ДАР

Галя Елохина
               
   Что-то коснулось моей руки. Оглянувшись, я увидела, что опрокинулась чернильница, «непроливашка», и на рукаве моей вышитой белой блузки расплылось фиолетовое пятно. За мной сидела девочка в школьной форме, её смущение от случившегося не выходило за рамки сдерживаемого спокойствия.
   Мы жили на одной улице, разница в номерах домов была десять. Вскоре мне мама тоже сшила коричневое платье и, как у  Любы – так звали  девочку – крепдешиновый фартук. В классе я не видела никого, кроме неё – мы оказались сидящими за одной партой. Когда весь класс оставили за что-то после уроков, а ей разрешили уйти на занятия в музыкальную школу, я взглянула на неё с чувством, как после той опрокинутой чернильницы. Потом я испытала сопричастность к чему-то таинственному, непостижимому, когда мы однажды шли вместе до ближайшего поворота на улицу, где находилась музыкальная школа.

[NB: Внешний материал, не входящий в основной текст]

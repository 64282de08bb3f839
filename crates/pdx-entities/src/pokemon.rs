use super::*;
use pdx_core::ID;
use pdx_core::Unique;

/// A stored Pokémon together with the shared entities it links to
/// and the stats it owns.
#[derive(Debug, Clone, PartialEq, Eq, serde::Serialize)]
pub struct Pokemon {
    id: ID<Self>,
    name: String,
    height: i32,
    weight: i32,
    base_experience: i32,
    sprite_url: String,
    official_artwork_url: String,
    types: Vec<Type>,
    abilities: Vec<Ability>,
    stats: Vec<Stat>,
}

impl Pokemon {
    /// Row fields only; relations start empty.
    pub fn new(id: ID<Self>, data: &PokemonCreate) -> Self {
        Self {
            id,
            name: data.name.clone(),
            height: data.height,
            weight: data.weight,
            base_experience: data.base_experience,
            sprite_url: data.sprite_url.clone(),
            official_artwork_url: data.official_artwork_url.clone(),
            types: Vec::new(),
            abilities: Vec::new(),
            stats: Vec::new(),
        }
    }
    pub fn with_types(self, types: Vec<Type>) -> Self {
        Self { types, ..self }
    }
    pub fn with_abilities(self, abilities: Vec<Ability>) -> Self {
        Self { abilities, ..self }
    }
    pub fn with_stats(self, stats: Vec<Stat>) -> Self {
        Self { stats, ..self }
    }
    pub fn name(&self) -> &str {
        &self.name
    }
    pub fn height(&self) -> i32 {
        self.height
    }
    pub fn weight(&self) -> i32 {
        self.weight
    }
    pub fn base_experience(&self) -> i32 {
        self.base_experience
    }
    pub fn sprite_url(&self) -> &str {
        &self.sprite_url
    }
    pub fn official_artwork_url(&self) -> &str {
        &self.official_artwork_url
    }
    pub fn types(&self) -> &[Type] {
        &self.types
    }
    pub fn abilities(&self) -> &[Ability] {
        &self.abilities
    }
    pub fn stats(&self) -> &[Stat] {
        &self.stats
    }
    /// Whether this Pokémon carries a type with exactly this name.
    pub fn is(&self, kind: &str) -> bool {
        self.types.iter().any(|t| t.name() == kind)
    }
}

impl Unique for Pokemon {
    fn id(&self) -> ID<Self> {
        self.id
    }
}

#[cfg(feature = "database")]
mod schema {
    use super::*;
    use pdx_pg::*;

    impl Schema for Pokemon {
        fn name() -> &'static str {
            POKEMON
        }
        fn creates() -> &'static str {
            const_format::concatcp!(
                "CREATE TABLE IF NOT EXISTS ",
                POKEMON,
                " (
                    id                    SERIAL PRIMARY KEY,
                    name                  TEXT UNIQUE NOT NULL,
                    height                INTEGER NOT NULL,
                    weight                INTEGER NOT NULL,
                    base_experience       INTEGER NOT NULL DEFAULT 0,
                    sprite_url            TEXT NOT NULL DEFAULT '',
                    official_artwork_url  TEXT NOT NULL DEFAULT ''
                );"
            )
        }
    }
}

   У нас были одинаковые шубки из суслика, только у Любы шубка была короче, потому что её обрезали и сшили капюшон. То же самое по моей просьбе сделала мне мама. На улице с умилением нас принимали за сестёр. Любе это не нравилось.  Во втором полугодии мы сидели за последней партой, я – у самой двери. Видела ли я оттуда что-либо, слышала ли – не помню. Оценки в моих тетрадях были как будто ниже, чем у Любы, однако третий класс я закончила с "похвальной грамотой". До этого было чтение книг вслух в комнате, где Люба жила с бабушкой, учительницей начальных классов. В комнате однажды бабушка мыла Любу в корыте. Люба брезговала общественной баней. Они обе делали свои уроки за одним столом, который был и обеденным, и кухонным, наполовину заставленным баночками с вареньем и чем-то ещё. Иногда в классе на большой перемене Люба доставала из портфеля пирожок и, откусив, оставшуюся половинку выбрасывала в мусорную корзину.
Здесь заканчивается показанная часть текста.